__DATA SUPPLIED__.
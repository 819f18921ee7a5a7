//! Union/find workload generator.
//!
//! Produces operation sequences and weighted graphs with a controlled shape.
//! All randomness is seeded, so a given [`WorkloadConfig`] always yields the
//! same workload.

use dsreg_core::{DisjointSetRegistry, NodeId, RegistryError};
use petgraph::graph::{NodeIndex, UnGraph};
use rand::rngs::StdRng;
use rand::{Rng, SeedableRng};

/// How union operands are chosen.
#[derive(Debug, Clone, Copy, PartialEq, Eq)]
pub enum Shape {
    /// Both operands uniform over all nodes.
    Random,
    /// `union(i, i + 1)` in order, interleaved with random finds.
    Sequential,
}

/// Configuration for the workload generator.
#[derive(Debug, Clone)]
pub struct WorkloadConfig {
    /// Seed for the random number generator (deterministic).
    pub seed: u64,
    /// Number of registered nodes.
    pub nodes: usize,
    /// Number of union operations.
    pub unions: usize,
    /// Number of find operations.
    pub finds: usize,
    /// Operand selection strategy for unions.
    pub shape: Shape,
}

/// Predefined size tiers for benchmarking.
#[derive(Debug, Clone, Copy, PartialEq, Eq)]
pub enum SizeTier {
    /// 1 000 nodes, 2 000 operations.
    Small,
    /// 10 000 nodes, 20 000 operations.
    Medium,
    /// 100 000 nodes, 200 000 operations.
    Large,
}

impl SizeTier {
    /// Returns the default random-shape `WorkloadConfig` for this size tier.
    pub fn config(self, seed: u64) -> WorkloadConfig {
        let nodes = match self {
            SizeTier::Small => 1_000,
            SizeTier::Medium => 10_000,
            SizeTier::Large => 100_000,
        };
        WorkloadConfig {
            seed,
            nodes,
            unions: nodes,
            finds: nodes,
            shape: Shape::Random,
        }
    }
}

/// A single registry operation on node indices.
#[derive(Debug, Clone, Copy, PartialEq, Eq)]
pub enum Op {
    Union(usize, usize),
    Find(usize),
}

/// A generated operation sequence over `nodes` elements.
#[derive(Debug, Clone)]
pub struct Workload {
    pub nodes: usize,
    pub ops: Vec<Op>,
}

/// Generates a workload from `config`.
///
/// Unions and finds are interleaved at random in roughly the configured
/// proportion. An empty node set yields an empty workload.
pub fn generate_workload(config: &WorkloadConfig) -> Workload {
    let mut rng = StdRng::seed_from_u64(config.seed);
    let total = config.unions + config.finds;
    let mut ops = Vec::with_capacity(total);
    if config.nodes == 0 {
        return Workload { nodes: 0, ops };
    }

    let mut next_sequential = 0;
    for _ in 0..total {
        if rng.gen_range(0..total) < config.unions {
            let (a, b) = match config.shape {
                Shape::Random => (
                    rng.gen_range(0..config.nodes),
                    rng.gen_range(0..config.nodes),
                ),
                Shape::Sequential => {
                    let a = next_sequential % config.nodes;
                    next_sequential += 1;
                    (a, (a + 1) % config.nodes)
                }
            };
            ops.push(Op::Union(a, b));
        } else {
            ops.push(Op::Find(rng.gen_range(0..config.nodes)));
        }
    }
    Workload {
        nodes: config.nodes,
        ops,
    }
}

/// Registers `workload.nodes` nodes in an unbounded registry and applies
/// every operation in order.
///
/// # Errors
///
/// Propagates [`RegistryError`]; generated workloads only use in-range
/// indices, so none is expected.
pub fn replay(workload: &Workload) -> Result<DisjointSetRegistry<usize>, RegistryError> {
    let mut registry = DisjointSetRegistry::unbounded();
    for i in 0..workload.nodes {
        registry.register(i)?;
    }
    for op in &workload.ops {
        match *op {
            Op::Union(a, b) => {
                registry.union(NodeId::from(a), NodeId::from(b))?;
            }
            Op::Find(x) => {
                registry.find(NodeId::from(x))?;
            }
        }
    }
    Ok(registry)
}

/// Generates a weighted undirected graph with `config.nodes` nodes and
/// `config.unions` random edges with weights in `1..=1000`.
///
/// Node weights are the node indices.
pub fn generate_weighted_graph(config: &WorkloadConfig) -> UnGraph<usize, u32> {
    let mut rng = StdRng::seed_from_u64(config.seed);
    let mut graph = UnGraph::with_capacity(config.nodes, config.unions);
    for i in 0..config.nodes {
        graph.add_node(i);
    }
    if config.nodes == 0 {
        return graph;
    }
    for _ in 0..config.unions {
        let a = NodeIndex::new(rng.gen_range(0..config.nodes));
        let b = NodeIndex::new(rng.gen_range(0..config.nodes));
        graph.add_edge(a, b, rng.gen_range(1..=1000));
    }
    graph
}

__WORK ORDER__. Could you return every record above exactly as written?

__SOLUTION__.
repository 819f18921ee7a5a7
//! Union/find workload generator.
//!
//! Produces operation sequences and weighted graphs with a controlled shape.
//! All randomness is seeded, so a given [`WorkloadConfig`] always yields the
//! same workload.

use dsreg_core::{DisjointSetRegistry, NodeId, RegistryError};
use petgraph::graph::{NodeIndex, UnGraph};
use rand::rngs::StdRng;
use rand::{Rng, SeedableRng};

/// How union operands are chosen.
#[derive(Debug, Clone, Copy, PartialEq, Eq)]
pub enum Shape {
    /// Both operands uniform over all nodes.
    Random,
    /// `union(i, i + 1)` in order, interleaved with random finds.
    Sequential,
}

/// Configuration for the workload generator.
#[derive(Debug, Clone)]
pub struct WorkloadConfig {
    /// Seed for the random number generator (deterministic).
    pub seed: u64,
    /// Number of registered nodes.
    pub nodes: usize,
    /// Number of union operations.
    pub unions: usize,
    /// Number of find operations.
    pub finds: usize,
    /// Operand selection strategy for unions.
    pub shape: Shape,
}

/// Predefined size tiers for benchmarking.
#[derive(Debug, Clone, Copy, PartialEq, Eq)]
pub enum SizeTier {
    /// 1 000 nodes, 2 000 operations.
    Small,
    /// 10 000 nodes, 20 000 operations.
    Medium,
    /// 100 000 nodes, 200 000 operations.
    Large,
}

impl SizeTier {
    /// Returns the default random-shape `WorkloadConfig` for this size tier.
    pub fn config(self, seed: u64) -> WorkloadConfig {
        let nodes = match self {
            SizeTier::Small => 1_000,
            SizeTier::Medium => 10_000,
            SizeTier::Large => 100_000,
        };
        WorkloadConfig {
            seed,
            nodes,
            unions: nodes,
            finds: nodes,
            shape: Shape::Random,
        }
    }
}

/// A single registry operation on node indices.
#[derive(Debug, Clone, Copy, PartialEq, Eq)]
pub enum Op {
    Union(usize, usize),
    Find(usize),
}

/// A generated operation sequence over `nodes` elements.
#[derive(Debug, Clone)]
pub struct Workload {
    pub nodes: usize,
    pub ops: Vec<Op>,
}

/// Generates a workload from `config`.
///
/// Unions and finds are interleaved at random in roughly the configured
/// proportion. An empty node set yields an empty workload.
pub fn generate_workload(config: &WorkloadConfig) -> Workload {
    let mut rng = StdRng::seed_from_u64(config.seed);
    let total = config.unions + config.finds;
    let mut ops = Vec::with_capacity(total);
    if config.nodes == 0 {
        return Workload { nodes: 0, ops };
    }

    let mut next_sequential = 0;
    for _ in 0..total {
        if rng.gen_range(0..total) < config.unions {
            let (a, b) = match config.shape {
                Shape::Random => (
                    rng.gen_range(0..config.nodes),
                    rng.gen_range(0..config.nodes),
                ),
                Shape::Sequential => {
                    let a = next_sequential % config.nodes;
                    next_sequential += 1;
                    (a, (a + 1) % config.nodes)
                }
            };
            ops.push(Op::Union(a, b));
        } else {
            ops.push(Op::Find(rng.gen_range(0..config.nodes)));
        }
    }
    Workload {
        nodes: config.nodes,
        ops,
    }
}

/// Registers `workload.nodes` nodes in an unbounded registry and applies
/// every operation in order.
///
/// # Errors
///
/// Propagates [`RegistryError`]; generated workloads only use in-range
/// indices, so none is expected.
pub fn replay(workload: &Workload) -> Result<DisjointSetRegistry<usize>, RegistryError> {
    let mut registry = DisjointSetRegistry::unbounded();
    for i in 0..workload.nodes {
        registry.register(i)?;
    }
    for op in &workload.ops {
        match *op {
            Op::Union(a, b) => {
                registry.union(NodeId::from(a), NodeId::from(b))?;
            }
            Op::Find(x) => {
                registry.find(NodeId::from(x))?;
            }
        }
    }
    Ok(registry)
}

/// Generates a weighted undirected graph with `config.nodes` nodes and
/// `config.unions` random edges with weights in `1..=1000`.
///
/// Node weights are the node indices.
pub fn generate_weighted_graph(config: &WorkloadConfig) -> UnGraph<usize, u32> {
    let mut rng = StdRng::seed_from_u64(config.seed);
    let mut graph = UnGraph::with_capacity(config.nodes, config.unions);
    for i in 0..config.nodes {
        graph.add_node(i);
    }
    if config.nodes == 0 {
        return graph;
    }
    for _ in 0..config.unions {
        let a = NodeIndex::new(rng.gen_range(0..config.nodes));
        let b = NodeIndex::new(rng.gen_range(0..config.nodes));
        graph.add_edge(a, b, rng.gen_range(1..=1000));
    }
    graph
}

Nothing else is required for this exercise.